==== Materials provided

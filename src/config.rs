use clap::{Args, ValueEnum};
use deadpool_postgres::{Config as PgConfig, PoolConfig, SslMode};
use serde::Serialize;

use crate::error::PlaceStoreError;

/// SQL driver selected by the `DIALECT` setting.
#[derive(Debug, Clone, Copy, PartialEq, Eq, Hash, ValueEnum, Serialize)]
#[serde(rename_all = "lowercase")]
pub enum DatabaseDialect {
    /// `PostgreSQL` over the native wire protocol (tokio-postgres)
    #[value(alias = "postgresql")]
    Postgres,
}

/// Connection settings for the place database.
///
/// Every value is read from the environment first; the long flags exist for
/// ad-hoc runs. Fields stay optional here so that a missing value is reported
/// by [`DbSettings::validate`] with the name of the setting, instead of
/// failing somewhere inside the driver.
#[derive(Clone, Default, Args)]
pub struct DbSettings {
    /// Database driver/dialect identifier
    #[arg(long, env = "DIALECT", value_enum, ignore_case = true)]
    pub dialect: Option<DatabaseDialect>,

    /// Database host
    #[arg(long, env = "HOST")]
    pub host: Option<String>,

    /// Database port
    #[arg(long, env = "DBPORT")]
    pub port: Option<u16>,

    /// Database user
    #[arg(long, env = "USER")]
    pub user: Option<String>,

    /// Database name
    #[arg(long = "dbname", env = "NAME")]
    pub dbname: Option<String>,

    /// Database password
    #[arg(long, env = "PASSWORD", hide_env_values = true)]
    pub password: Option<String>,
}

impl std::fmt::Debug for DbSettings {
    fn fmt(&self, f: &mut std::fmt::Formatter<'_>) -> std::fmt::Result {
        f.debug_struct("DbSettings")
            .field("dialect", &self.dialect)
            .field("host", &self.host)
            .field("port", &self.port)
            .field("user", &self.user)
            .field("dbname", &self.dbname)
            .field("password", &self.password.as_ref().map(|_| "<redacted>"))
            .finish()
    }
}

/// Loggable view of [`DbSettings`] with the password masked.
#[derive(Debug, Serialize)]
pub struct RedactedSettings<'a> {
    pub dialect: Option<DatabaseDialect>,
    pub host: Option<&'a str>,
    pub port: Option<u16>,
    pub user: Option<&'a str>,
    pub dbname: Option<&'a str>,
    pub password: Option<&'static str>,
}

/// Validated connection parameters, borrowed from [`DbSettings`].
struct Resolved<'a> {
    host: &'a str,
    port: u16,
    user: &'a str,
    dbname: &'a str,
    password: &'a str,
}

impl DbSettings {
    /// Check that a dialect was chosen and that every connection value is present.
    ///
    /// # Errors
    /// Returns `PlaceStoreError::ConfigError` naming the first missing setting.
    pub fn validate(&self) -> Result<(), PlaceStoreError> {
        self.resolve().map(|_| ())
    }

    /// Render the libpq-style connection descriptor for these settings.
    ///
    /// The descriptor contains the password; do not log it.
    ///
    /// # Errors
    /// Returns `PlaceStoreError::ConfigError` if a setting is missing.
    pub fn connection_string(&self) -> Result<String, PlaceStoreError> {
        let r = self.resolve()?;
        Ok(format!(
            "host={} user={} dbname={} sslmode=disable password={} port={}",
            r.host, r.user, r.dbname, r.password, r.port
        ))
    }

    /// Build the deadpool-postgres configuration for a single-connection session.
    ///
    /// # Errors
    /// Returns `PlaceStoreError::ConfigError` if a setting is missing.
    pub fn to_pg_config(&self) -> Result<PgConfig, PlaceStoreError> {
        let r = self.resolve()?;
        let mut cfg = PgConfig::new();
        cfg.host = Some(r.host.to_string());
        cfg.port = Some(r.port);
        cfg.user = Some(r.user.to_string());
        cfg.dbname = Some(r.dbname.to_string());
        cfg.password = Some(r.password.to_string());
        cfg.ssl_mode = Some(SslMode::Disable);
        cfg.pool = Some(PoolConfig::new(1));
        Ok(cfg)
    }

    #[must_use]
    pub fn redacted(&self) -> RedactedSettings<'_> {
        RedactedSettings {
            dialect: self.dialect,
            host: self.host.as_deref(),
            port: self.port,
            user: self.user.as_deref(),
            dbname: self.dbname.as_deref(),
            password: self.password.as_ref().map(|_| "<redacted>"),
        }
    }

    fn resolve(&self) -> Result<Resolved<'_>, PlaceStoreError> {
        let Some(DatabaseDialect::Postgres) = self.dialect else {
            return Err(PlaceStoreError::ConfigError(
                "dialect is required (DIALECT)".to_string(),
            ));
        };

        let host = required("host (HOST)", self.host.as_deref())?;
        let port = self.port.ok_or_else(|| {
            PlaceStoreError::ConfigError("port is required (DBPORT)".to_string())
        })?;
        let user = required("user (USER)", self.user.as_deref())?;
        let dbname = required("dbname (NAME)", self.dbname.as_deref())?;
        // An empty password is valid for trust auth, but the value must be set.
        let password = self.password.as_deref().ok_or_else(|| {
            PlaceStoreError::ConfigError("password is required (PASSWORD)".to_string())
        })?;

        Ok(Resolved {
            host,
            port,
            user,
            dbname,
            password,
        })
    }
}

fn required<'a>(label: &str, value: Option<&'a str>) -> Result<&'a str, PlaceStoreError> {
    match value {
        Some(v) if !v.trim().is_empty() => Ok(v),
        _ => Err(PlaceStoreError::ConfigError(format!("{label} is required"))),
    }
}

#[cfg(test)]
mod tests {
    use super::*;
    use clap::Parser;

    #[derive(Parser)]
    struct TestCli {
        #[command(flatten)]
        db: DbSettings,
    }

    fn complete() -> DbSettings {
        DbSettings {
            dialect: Some(DatabaseDialect::Postgres),
            host: Some("localhost".into()),
            port: Some(5432),
            user: Some("places".into()),
            dbname: Some("atlas".into()),
            password: Some("s3cret".into()),
        }
    }

    #[test]
    fn connection_string_matches_libpq_layout() {
        assert_eq!(
            complete().connection_string().unwrap(),
            "host=localhost user=places dbname=atlas sslmode=disable password=s3cret port=5432"
        );
    }

    #[test]
    fn missing_host_is_a_config_error() {
        let mut settings = complete();
        settings.host = None;
        let err = settings.validate().unwrap_err();
        assert!(matches!(err, PlaceStoreError::ConfigError(ref m) if m.contains("HOST")));
    }

    #[test]
    fn blank_dbname_is_a_config_error() {
        let mut settings = complete();
        settings.dbname = Some("   ".into());
        assert!(matches!(
            settings.validate(),
            Err(PlaceStoreError::ConfigError(_))
        ));
    }

    #[test]
    fn missing_dialect_is_a_config_error() {
        let mut settings = complete();
        settings.dialect = None;
        let err = settings.to_pg_config().unwrap_err();
        assert!(err.is_fatal());
        assert!(err.to_string().contains("DIALECT"));
    }

    #[test]
    fn empty_password_is_accepted() {
        let mut settings = complete();
        settings.password = Some(String::new());
        assert!(settings.validate().is_ok());
    }

    #[test]
    fn pg_config_is_single_connection_without_tls() {
        let cfg = complete().to_pg_config().unwrap();
        assert_eq!(cfg.host.as_deref(), Some("localhost"));
        assert_eq!(cfg.port, Some(5432));
        assert_eq!(cfg.dbname.as_deref(), Some("atlas"));
        assert_eq!(cfg.pool.as_ref().map(|p| p.max_size), Some(1));
        assert!(matches!(cfg.ssl_mode, Some(SslMode::Disable)));
    }

    #[test]
    fn password_never_shows_in_debug_or_json() {
        let settings = complete();
        let debug = format!("{settings:?}");
        assert!(!debug.contains("s3cret"));
        assert!(debug.contains("<redacted>"));

        let json = serde_json::to_string(&settings.redacted()).unwrap();
        assert!(!json.contains("s3cret"));
        assert!(json.contains("\"dialect\":\"postgres\""));
    }

    #[test]
    fn flags_parse_into_settings() {
        let cli = TestCli::try_parse_from([
            "place-store",
            "--dialect",
            "postgresql",
            "--host",
            "db.internal",
            "--port",
            "6543",
            "--user",
            "u",
            "--dbname",
            "d",
            "--password",
            "p",
        ])
        .unwrap();
        assert_eq!(cli.db.dialect, Some(DatabaseDialect::Postgres));
        assert_eq!(cli.db.port, Some(6543));
        assert_eq!(cli.db.host.as_deref(), Some("db.internal"));
    }

    #[test]
    fn unknown_dialect_is_rejected() {
        let parsed = TestCli::try_parse_from(["place-store", "--dialect", "mysql"]);
        assert!(parsed.is_err());
    }
}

========

◆ Exercise goal ◆
A single figure is required: the number of lines in the entries that hold the string "contains".

◆ Answer box ◆
7